After creating a source connection profile for your MySQL database and a destination connection profile for Cloud Storage, you can use them to create a stream.

Create a stream in Datastream

In this section, you create a stream. This stream uses the information in the connection profiles to transfer data from a source MySQL database into a destination bucket in Cloud Storage.

Define settings for the stream

  1. In the Google Cloud console, go to the Streams page for Datastream.

    Go to the Streams page

  2. Click Create stream.

  3. Supply the following information in the Define stream details panel of the Create stream page:

    • In the Stream name field, enter My Stream.
    • Keep the autogenerated Stream ID.
    • From the Region menu, select the region where you created your source and destination connection profiles.
    • From the Source type menu, select the MySQL profile type.
    • From the Destination type menu, select the Cloud Storage profile type.
  4. Review the required prerequisites that are generated automatically to reflect how your environment must be prepared for a stream. These prerequisites can include how to configure the source database and how to connect Datastream to the destination bucket in Cloud Storage.

  5. Click Continue. The Define MySQL connection profile panel of the Create stream page appears.

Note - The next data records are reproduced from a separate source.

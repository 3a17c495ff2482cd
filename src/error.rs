//! Error types for LightPath

use thiserror::Error;

#[derive(Error, Debug)]
pub enum LightPathError {
    #[error("IO error: {0}")]
    Io(#[from] std::io::Error),

    #[error("The file {path} is not in the directory")]
    MissingDescriptorFile { path: String },

    #[error("The source directory {path} was not found")]
    MissingSourceDirectory { path: String },

    #[error("Parse error in {file} at line {line}, column {column}: {message}")]
    Parse {
        file: String,
        line: usize,
        column: usize,
        message: String,
    },

    #[error("The build file is made for LightPath version {required}, but this is version {current}")]
    VersionIncompatibility { required: u32, current: u32 },

    #[error("Archive error: {message}")]
    Archive { message: String },

    #[error("Code generation error: {message}")]
    CodeGen { message: String },

    #[error("Binary compilation failed: {message}")]
    Compile { message: String },

    #[error("\"{name}\" function is not defined in the build file")]
    FunctionNotFound { name: String },

    #[error("\"{name}\" is a built-in function and cannot be invoked by name")]
    ReservedFunctionName { name: String },

    #[error("Maximum limit exceeded: {limit_type} (limit: {limit})")]
    LimitExceeded { limit_type: String, limit: usize },

    #[error("Invalid format: {message}")]
    InvalidFormat { message: String },
}

pub type Result<T> = std::result::Result<T, LightPathError>;

impl LightPathError {
    pub fn parse(
        file: impl Into<String>,
        line: usize,
        column: usize,
        message: impl Into<String>,
    ) -> Self {
        Self::Parse {
            file: file.into(),
            line,
            column,
            message: message.into(),
        }
    }

    pub fn archive(message: impl Into<String>) -> Self {
        Self::Archive {
            message: message.into(),
        }
    }

    pub fn codegen(message: impl Into<String>) -> Self {
        Self::CodeGen {
            message: message.into(),
        }
    }

    pub fn compile(message: impl Into<String>) -> Self {
        Self::Compile {
            message: message.into(),
        }
    }

    pub fn limit_exceeded(limit_type: impl Into<String>, limit: usize) -> Self {
        Self::LimitExceeded {
            limit_type: limit_type.into(),
            limit,
        }
    }
}
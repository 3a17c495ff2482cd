//! Packaging pipeline: archive, generate, embed, compile
//!
//! The steps run strictly in order and the first failure aborts the rest.
//! Intermediate files are removed on every exit path once the pipeline has
//! started, whether or not a binary came out of it.

use crate::ast::Project;
use crate::codegen::{render_embedded_data, rename_xxd_symbols, RuntimeGenerator};
use crate::error::{LightPathError, Result};
use crate::types::{PackageLayout, DEFAULT_COMPILER};
use std::fs::{self, File};
use std::io::{self, BufWriter, Write};
use std::path::{Path, PathBuf};
use std::process;
use walkdir::WalkDir;
use zip::write::SimpleFileOptions;
use zip::{CompressionMethod, ZipWriter};

pub struct Packager<'a> {
    project: &'a Project,
    layout: &'a PackageLayout,
    compiler: String,
}

impl<'a> Packager<'a> {
    pub fn new(project: &'a Project, layout: &'a PackageLayout) -> Self {
        Self {
            project,
            layout,
            compiler: DEFAULT_COMPILER.to_string(),
        }
    }

    /// Compiler command line, e.g. `cc` or `gcc -O2`.
    pub fn with_compiler(mut self, compiler: impl Into<String>) -> Self {
        self.compiler = compiler.into();
        self
    }

    /// Run the whole pipeline and return the path of the packaged binary.
    pub fn package(&self) -> Result<PathBuf> {
        let source_dir = &self.layout.source_dir;
        if !source_dir.is_dir() {
            return Err(LightPathError::MissingSourceDirectory {
                path: source_dir.display().to_string(),
            });
        }

        let _intermediates = Intermediates::new(self.layout.intermediates());

        log::info!("Step 1: archiving {}", source_dir.display());
        let entries = self.archive()?;
        log::debug!("Archived {} entries into {}", entries, self.layout.payload_path().display());

        log::info!("Step 2: generating runtime stub");
        self.generate_runtime()?;

        log::info!("Step 3: embedding payload");
        self.embed_payload()?;

        log::info!("Step 4: compiling with {}", self.compiler);
        self.compile()?;

        let artifact = self.layout.artifact_path();
        log::info!("Packaged {}", artifact.display());
        Ok(artifact)
    }

    fn archive(&self) -> Result<usize> {
        let payload = self.layout.payload_path();
        write_archive(&self.layout.source_dir, &payload).map_err(|e| {
            LightPathError::archive(format!("could not pack {}: {}", self.layout.source_dir.display(), e))
        })
    }

    fn generate_runtime(&self) -> Result<()> {
        let path = self.layout.runtime_source_path();
        let code = RuntimeGenerator::new(&self.project.main).generate();
        fs::write(&path, code).map_err(|e| {
            LightPathError::codegen(format!("cannot create {}: {}", path.display(), e))
        })
    }

    fn embed_payload(&self) -> Result<()> {
        let payload = self.layout.payload_path();
        let data_source = self.layout.data_source_path();

        let data = match run_xxd(&payload) {
            Some(data) => data,
            None => {
                let bytes = fs::read(&payload).map_err(|e| {
                    LightPathError::codegen(format!("cannot read {}: {}", payload.display(), e))
                })?;
                render_embedded_data(&bytes)
            }
        };

        fs::write(&data_source, data).map_err(|e| {
            LightPathError::codegen(format!("cannot create {}: {}", data_source.display(), e))
        })
    }

    fn compile(&self) -> Result<()> {
        let mut parts = self.compiler.split_whitespace();
        let program = parts
            .next()
            .ok_or_else(|| LightPathError::compile("no C compiler configured"))?;

        let artifact = self.layout.artifact_path();
        let output = process::Command::new(program)
            .args(parts)
            .arg("-o")
            .arg(&artifact)
            .arg(self.layout.runtime_source_path())
            .arg(self.layout.data_source_path())
            .output()
            .map_err(|e| LightPathError::compile(format!("could not run {}: {}", program, e)))?;

        if !output.status.success() {
            if artifact.exists() {
                let _ = fs::remove_file(&artifact);
            }
            let stderr = String::from_utf8_lossy(&output.stderr);
            return Err(LightPathError::compile(format!(
                "{} exited with {}: {}",
                program,
                output.status,
                stderr.trim()
            )));
        }

        Ok(())
    }
}

/// Zip the contents of `source_dir` into `payload`, paths relative to `source_dir`.
fn write_archive(source_dir: &Path, payload: &Path) -> zip::result::ZipResult<usize> {
    let file = File::create(payload)?;
    let mut writer = ZipWriter::new(BufWriter::new(file));
    let mut entries = 0;

    for entry in WalkDir::new(source_dir)
        .min_depth(1)
        .follow_links(true)
        .sort_by_file_name()
    {
        let entry = entry.map_err(io::Error::from)?;
        let relative = entry
            .path()
            .strip_prefix(source_dir)
            .map_err(|e| io::Error::new(io::ErrorKind::Other, e.to_string()))?;
        let mut name = relative
            .components()
            .map(|c| c.as_os_str().to_string_lossy().into_owned())
            .collect::<Vec<_>>()
            .join("/");

        let options = SimpleFileOptions::default().compression_method(CompressionMethod::Deflated);
        let options = match unix_mode(&entry) {
            Some(mode) => options.unix_permissions(mode),
            None => options,
        };

        if entry.file_type().is_dir() {
            name.push('/');
            writer.add_directory(name, options)?;
        } else {
            writer.start_file(name, options)?;
            let mut input = File::open(entry.path())?;
            io::copy(&mut input, &mut writer)?;
        }
        entries += 1;
    }

    writer.finish()?.flush()?;
    Ok(entries)
}

#[cfg(unix)]
fn unix_mode(entry: &walkdir::DirEntry) -> Option<u32> {
    use std::os::unix::fs::PermissionsExt;
    entry.metadata().ok().map(|m| m.permissions().mode() & 0o7777)
}

#[cfg(not(unix))]
fn unix_mode(_entry: &walkdir::DirEntry) -> Option<u32> {
    None
}

/// Data unit from `xxd -i`, or `None` when xxd is missing or fails.
fn run_xxd(payload: &Path) -> Option<String> {
    let file_name = payload.file_name()?.to_string_lossy().into_owned();
    let dir = match payload.parent() {
        Some(parent) if !parent.as_os_str().is_empty() => parent,
        _ => Path::new("."),
    };

    match process::Command::new("xxd").arg("-i").arg(&file_name).current_dir(dir).output() {
        Ok(output) if output.status.success() => {
            log::debug!("Embedding payload with xxd");
            let text = String::from_utf8_lossy(&output.stdout);
            Some(rename_xxd_symbols(&text, &file_name))
        }
        Ok(output) => {
            log::debug!("xxd exited with {}, emitting data unit directly", output.status);
            None
        }
        Err(e) => {
            log::debug!("xxd unavailable ({}), emitting data unit directly", e);
            None
        }
    }
}

/// Removes the pipeline's transient files when dropped.
struct Intermediates {
    paths: Vec<PathBuf>,
}

impl Intermediates {
    fn new(paths: impl IntoIterator<Item = PathBuf>) -> Self {
        Self {
            paths: paths.into_iter().collect(),
        }
    }
}

impl Drop for Intermediates {
    fn drop(&mut self) {
        for path in &self.paths {
            match fs::remove_file(path) {
                Ok(()) => log::debug!("Removed {}", path.display()),
                Err(e) if e.kind() == io::ErrorKind::NotFound => {}
                Err(e) => log::warn!("Could not remove {}: {}", path.display(), e),
            }
        }
    }
}
//! Core constants and build settings for LightPath

use std::path::{Path, PathBuf};

// Descriptor compatibility version. A build file may not require more than this.
pub const TOOL_VERSION: u32 = 1;

// Model limits
pub const MAX_COMMANDS: usize = 100;
pub const MAX_CUSTOM_FUNCTIONS: usize = 10;
pub const MAX_TOKEN_LENGTH: usize = 256;

// Reserved block names
pub const BUILD_FUNCTION: &str = "build";
pub const MAIN_FUNCTION: &str = "main";
pub const RESERVED_FUNCTIONS: &[&str] = &[BUILD_FUNCTION, MAIN_FUNCTION];

// Statement keywords
pub const KEYWORD_COMMAND: &str = "command";
pub const KEYWORD_BUILD_VERSION: &str = "build_version";
pub const KEYWORD_PATH_MODE: &str = "path_mode";
pub const KEYWORD_BUILD_MARKER: &str = "build";

pub const PATH_MODE_APPLICATION: &str = "application";
pub const PATH_MODE_CURRENT: &str = "current";

// Default file names
pub const DEFAULT_DESCRIPTOR: &str = "build.path";
pub const DEFAULT_SOURCE_DIR: &str = "source";
pub const DEFAULT_OUTPUT_NAME: &str = "lightpath_app";
pub const DEFAULT_COMPILER: &str = "cc";
pub const PAYLOAD_FILE: &str = "source_packed.zip";
pub const RUNTIME_SOURCE_FILE: &str = "lightpath_runtime.c";
pub const DATA_SOURCE_FILE: &str = "source_data.c";

// Symbols shared between the runtime stub and the embedded data
pub const DATA_SYMBOL: &str = "source_data";
pub const DATA_LEN_SYMBOL: &str = "source_data_len";

pub fn is_reserved_function(name: &str) -> bool {
    RESERVED_FUNCTIONS.contains(&name)
}

/// Where every file the build reads or writes lives.
///
/// All paths hang off `work_dir`, so a build can run against any directory
/// without changing the process working directory.
#[derive(Debug, Clone, PartialEq, Eq)]
pub struct PackageLayout {
    pub work_dir: PathBuf,
    pub source_dir: PathBuf,
    pub output_name: String,
}

impl PackageLayout {
    pub fn new(work_dir: impl Into<PathBuf>) -> Self {
        let work_dir = work_dir.into();
        Self {
            source_dir: work_dir.join(DEFAULT_SOURCE_DIR),
            work_dir,
            output_name: DEFAULT_OUTPUT_NAME.to_string(),
        }
    }

    pub fn with_source_dir(mut self, source_dir: impl AsRef<Path>) -> Self {
        self.source_dir = self.work_dir.join(source_dir);
        self
    }

    pub fn with_output_name(mut self, output_name: impl Into<String>) -> Self {
        self.output_name = output_name.into();
        self
    }

    /// The archive lands one level above the source directory.
    pub fn payload_path(&self) -> PathBuf {
        match self.source_dir.parent() {
            Some(parent) if !parent.as_os_str().is_empty() => parent.join(PAYLOAD_FILE),
            _ => PathBuf::from(PAYLOAD_FILE),
        }
    }

    pub fn runtime_source_path(&self) -> PathBuf {
        self.work_dir.join(RUNTIME_SOURCE_FILE)
    }

    pub fn data_source_path(&self) -> PathBuf {
        self.work_dir.join(DATA_SOURCE_FILE)
    }

    pub fn artifact_path(&self) -> PathBuf {
        self.work_dir.join(&self.output_name)
    }

    pub fn intermediates(&self) -> [PathBuf; 3] {
        [
            self.payload_path(),
            self.runtime_source_path(),
            self.data_source_path(),
        ]
    }
}

impl Default for PackageLayout {
    fn default() -> Self {
        Self::new(".")
    }
}

/// Resolved settings for one invocation.
#[derive(Debug, Clone)]
pub struct BuildOptions {
    pub layout: PackageLayout,

    /// Descriptor file, relative to the working directory
    pub descriptor: PathBuf,

    /// C compiler used to link the runtime stub
    pub compiler: String,

    /// Shell override for running commands (defaults to `/bin/sh`)
    pub shell: Option<String>,
}

impl BuildOptions {
    pub fn descriptor_path(&self) -> PathBuf {
        self.layout.work_dir.join(&self.descriptor)
    }
}

impl Default for BuildOptions {
    fn default() -> Self {
        Self {
            layout: PackageLayout::default(),
            descriptor: PathBuf::from(DEFAULT_DESCRIPTOR),
            compiler: DEFAULT_COMPILER.to_string(),
            shell: None,
        }
    }
}
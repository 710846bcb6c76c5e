//! ConduitRelay Custom Resource Definition
//!
//! The edge-relay variant of the proxy. Identical spec and status shape to
//! ConduitProxy; both kinds run through the same reconciliation engine.

use kube::CustomResource;
use schemars::JsonSchema;
use serde::{Deserialize, Serialize};

use super::types::{ConduitSpec, ConduitStatus};

/// Specification for a ConduitRelay
#[derive(CustomResource, Clone, Debug, Default, Deserialize, Serialize, JsonSchema, PartialEq)]
#[kube(
    group = "conduit.dev",
    version = "v1alpha1",
    kind = "ConduitRelay",
    plural = "conduitrelays",
    shortname = "cdr",
    status = "ConduitStatus",
    namespaced,
    printcolumn = r#"{"name":"Instances","type":"integer","jsonPath":".status.currentInstanceCount"}"#,
    printcolumn = r#"{"name":"Age","type":"date","jsonPath":".metadata.creationTimestamp"}"#
)]
#[serde(rename_all = "camelCase")]
pub struct ConduitRelaySpec {
    /// Shared proxy specification
    #[serde(flatten)]
    pub conduit: ConduitSpec,
}

impl super::ConduitResource for ConduitRelay {
    const KIND: &'static str = "ConduitRelay";

    fn conduit_spec(&self) -> &ConduitSpec {
        &self.spec.conduit
    }

    fn conduit_status(&self) -> Option<&ConduitStatus> {
        self.status.as_ref()
    }
}
//! Reconciliation controller
//!
//! [`engine`] holds the generic reconcile sequence; [`client`] is the
//! Kubernetes access seam it runs against. The per-kind controllers are
//! wired up in the binary.

pub mod client;
pub mod engine;

pub use client::{KubeApi, KubeApiFor, FIELD_MANAGER};
pub use engine::{error_policy, reconcile, Context};
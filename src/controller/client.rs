//! Kubernetes API access for the reconciliation engine
//!
//! The engine talks to the cluster through the [`KubeApi`] trait so tests
//! can substitute a mock. [`KubeApiFor`] is the real implementation, bound
//! to one namespace and one custom-resource kind per reconcile invocation.

use async_trait::async_trait;
use k8s_openapi::api::apps::v1::Deployment;
use k8s_openapi::api::core::v1::{Pod, Service};
use kube::api::{Api, ListParams, Patch, PatchParams, PostParams};
use kube::Client;

#[cfg(test)]
use mockall::automock;

use crate::crd::{ConduitResource, ConduitStatus};
use crate::Error;

/// Field manager recorded on writes made by this operator
pub const FIELD_MANAGER: &str = "conduit-operator";

/// Trait abstracting Kubernetes operations for one reconcile invocation
///
/// All operations are scoped to the namespace of the resource being
/// reconciled. The trait is kind-erased: the engine never names a concrete
/// custom-resource type, so one implementation per kind is enough.
#[cfg_attr(test, automock)]
#[async_trait]
pub trait KubeApi: Send + Sync {
    /// Fetch a Deployment by name, `None` when absent
    async fn get_deployment(&self, name: &str) -> Result<Option<Deployment>, Error>;

    /// Create a Deployment
    async fn create_deployment(&self, deployment: &Deployment) -> Result<(), Error>;

    /// Replace a Deployment wholesale
    async fn update_deployment(&self, deployment: &Deployment) -> Result<(), Error>;

    /// Fetch a Service by name, `None` when absent
    async fn get_service(&self, name: &str) -> Result<Option<Service>, Error>;

    /// Create a Service
    async fn create_service(&self, service: &Service) -> Result<(), Error>;

    /// Replace a Service wholesale
    async fn update_service(&self, service: &Service) -> Result<(), Error>;

    /// List pods matching a label selector
    async fn list_pods(&self, selector: &str) -> Result<Vec<Pod>, Error>;

    /// List services matching a label selector
    async fn list_services(&self, selector: &str) -> Result<Vec<Service>, Error>;

    /// Patch the status subresource of the owning custom resource
    async fn patch_status(&self, name: &str, status: &ConduitStatus) -> Result<(), Error>;
}

/// Real implementation over a [`kube::Client`], parameterized by kind
pub struct KubeApiFor<K: ConduitResource> {
    deployments: Api<Deployment>,
    services: Api<Service>,
    pods: Api<Pod>,
    resources: Api<K>,
}

impl<K: ConduitResource> KubeApiFor<K> {
    /// Bind the client to the given namespace
    pub fn new(client: Client, namespace: &str) -> Self {
        Self {
            deployments: Api::namespaced(client.clone(), namespace),
            services: Api::namespaced(client.clone(), namespace),
            pods: Api::namespaced(client.clone(), namespace),
            resources: Api::namespaced(client, namespace),
        }
    }
}

#[async_trait]
impl<K: ConduitResource> KubeApi for KubeApiFor<K> {
    async fn get_deployment(&self, name: &str) -> Result<Option<Deployment>, Error> {
        Ok(self.deployments.get_opt(name).await?)
    }

    async fn create_deployment(&self, deployment: &Deployment) -> Result<(), Error> {
        self.deployments
            .create(&PostParams::default(), deployment)
            .await?;
        Ok(())
    }

    async fn update_deployment(&self, deployment: &Deployment) -> Result<(), Error> {
        let name = deployment.metadata.name.as_deref().unwrap_or_default();
        self.deployments
            .replace(name, &PostParams::default(), deployment)
            .await?;
        Ok(())
    }

    async fn get_service(&self, name: &str) -> Result<Option<Service>, Error> {
        Ok(self.services.get_opt(name).await?)
    }

    async fn create_service(&self, service: &Service) -> Result<(), Error> {
        self.services.create(&PostParams::default(), service).await?;
        Ok(())
    }

    async fn update_service(&self, service: &Service) -> Result<(), Error> {
        let name = service.metadata.name.as_deref().unwrap_or_default();
        self.services
            .replace(name, &PostParams::default(), service)
            .await?;
        Ok(())
    }

    async fn list_pods(&self, selector: &str) -> Result<Vec<Pod>, Error> {
        let params = ListParams::default().labels(selector);
        Ok(self.pods.list(&params).await?.items)
    }

    async fn list_services(&self, selector: &str) -> Result<Vec<Service>, Error> {
        let params = ListParams::default().labels(selector);
        Ok(self.services.list(&params).await?.items)
    }

    async fn patch_status(&self, name: &str, status: &ConduitStatus) -> Result<(), Error> {
        let status_patch = serde_json::json!({ "status": status });
        self.resources
            .patch_status(
                name,
                &PatchParams::apply(FIELD_MANAGER),
                &Patch::Merge(&status_patch),
            )
            .await?;
        Ok(())
    }
}
/// Synthesize the child Deployment for a resource
///
/// Mutates `spec` in place to fill defaults (image, replicas, well-known
/// ports) so the caller can fingerprint the settled spec afterwards.
pub fn deployment(
    name: &str,
    namespace: &str,
    spec: &mut ConduitSpec,
    owner: Option<OwnerReference>,
    defaults: &OperatorDefaults,
) -> Deployment {
    if spec.image.is_none() {
        spec.image = Some(DEFAULT_IMAGE.to_string());
    }
    let replicas = *spec.replicas.get_or_insert(1);
    default_ports(&mut spec.pod_template);

    // hostNetwork deployments cannot run two instances on one host, so the
    // rollout must always be allowed to take at least one instance down.
    // Rounding up (instead of the platform's round-down default) guarantees
    // a nonzero budget for small replica counts.
    let rolling_update = spec.pod_template.host_network.then(|| {
        let adjusted = (f64::from(replicas) * 0.25).ceil() as i32;
        RollingUpdateDeployment {
            max_surge: Some(IntOrString::Int(adjusted)),
            max_unavailable: Some(IntOrString::Int(adjusted)),
        }
    });

    let mut annotations = assemble_annotations(&spec.pod_template, defaults);
    let mut volumes = spec.pod_template.volumes.clone();
    let mut volume_mounts = spec.pod_template.volume_mounts.clone();
    if let Some(wiring) = config_wiring(spec.config.as_ref()) {
        volume_mounts.push(wiring.mount);
        volumes.push(wiring.volume);
        if let Some((key, value)) = wiring.pod_annotation {
            annotations.insert(key, value);
        }
    }

    let container = Container {
        name: CONTAINER_NAME.to_string(),
        image: spec.image.clone(),
        env: Some(backend_env(defaults)),
        ports: Some(spec.pod_template.ports.clone()),
        resources: spec.resources.clone(),
        security_context: effective_security_context(&spec.pod_template),
        lifecycle: Some(lifecycle(spec.lifecycle.as_ref())),
        readiness_probe: readiness_probe(spec),
        volume_mounts: (!volume_mounts.is_empty()).then_some(volume_mounts),
        ..Default::default()
    };

    Deployment {
        metadata: ObjectMeta {
            name: Some(name.to_string()),
            namespace: Some(namespace.to_string()),
            owner_references: owner.map(|o| vec![o]),
            ..Default::default()
        },
        spec: Some(DeploymentSpec {
            replicas: Some(replicas),
            strategy: Some(DeploymentStrategy {
                type_: Some("RollingUpdate".to_string()),
                rolling_update,
            }),
            selector: LabelSelector {
                match_labels: Some(ownership_labels(name)),
                ..Default::default()
            },
            template: PodTemplateSpec {
                metadata: Some(ObjectMeta {
                    namespace: Some(namespace.to_string()),
                    labels: Some(assemble_labels(name, &spec.pod_template, defaults)),
                    annotations: (!annotations.is_empty()).then_some(annotations),
                    ..Default::default()
                }),
                spec: Some(PodSpec {
                    containers: vec![container],
                    affinity: spec.pod_template.affinity.clone(),
                    host_network: spec.pod_template.host_network.then_some(true),
                    termination_grace_period_seconds: spec
                        .pod_template
                        .termination_grace_period_seconds,
                    volumes: (!volumes.is_empty()).then_some(volumes),
                    ..Default::default()
                }),
            },
            ..Default::default()
        }),
        ..Default::default()
    }
}
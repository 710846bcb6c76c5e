//! Conduit - CRD-driven Kubernetes operator for edge proxy fleets
//!
//! Conduit reconciles declared proxy resources into running workloads. For
//! each ConduitProxy or ConduitRelay it synthesizes a Deployment and a
//! Service, converges them against the cluster, and reports observed
//! instances back through the status subresource.
//!
//! # Architecture
//!
//! One generic reconciliation engine serves both resource kinds:
//! - Synthesis is a pure function from spec to desired children
//! - A fingerprint annotation on the workload detects no-op reconciles
//! - Convergence is create-or-full-replace, preserving platform-assigned
//!   Service fields
//! - Status is aggregated from children found via ownership labels and
//!   written only on change
//!
//! # Modules
//!
//! - [`crd`] - Custom Resource Definitions (ConduitProxy, ConduitRelay)
//! - [`synth`] - Desired-state synthesis from spec to child resources
//! - [`fingerprint`] - Last-applied-spec annotation on the child workload
//! - [`controller`] - Generic reconciliation engine and Kubernetes access
//! - [`config`] - Operator-wide defaults injected into synthesis
//! - [`error`] - Error types for the operator

#![deny(missing_docs)]

pub mod config;
pub mod controller;
pub mod crd;
pub mod error;
pub mod fingerprint;
pub mod synth;

pub use error::Error;

/// Result type alias using our custom Error type
pub type Result<T> = std::result::Result<T, Error>;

Specify information about the source connection profile

In this section, you select the connection profile that you created for your source database (the source connection profile). For this tutorial, this is My Source Connection Profile.

  1. From the Source connection profile menu, select your source connection profile for MySQL database.

  2. Click Run test to verify that the source database and Datastream can communicate with each other.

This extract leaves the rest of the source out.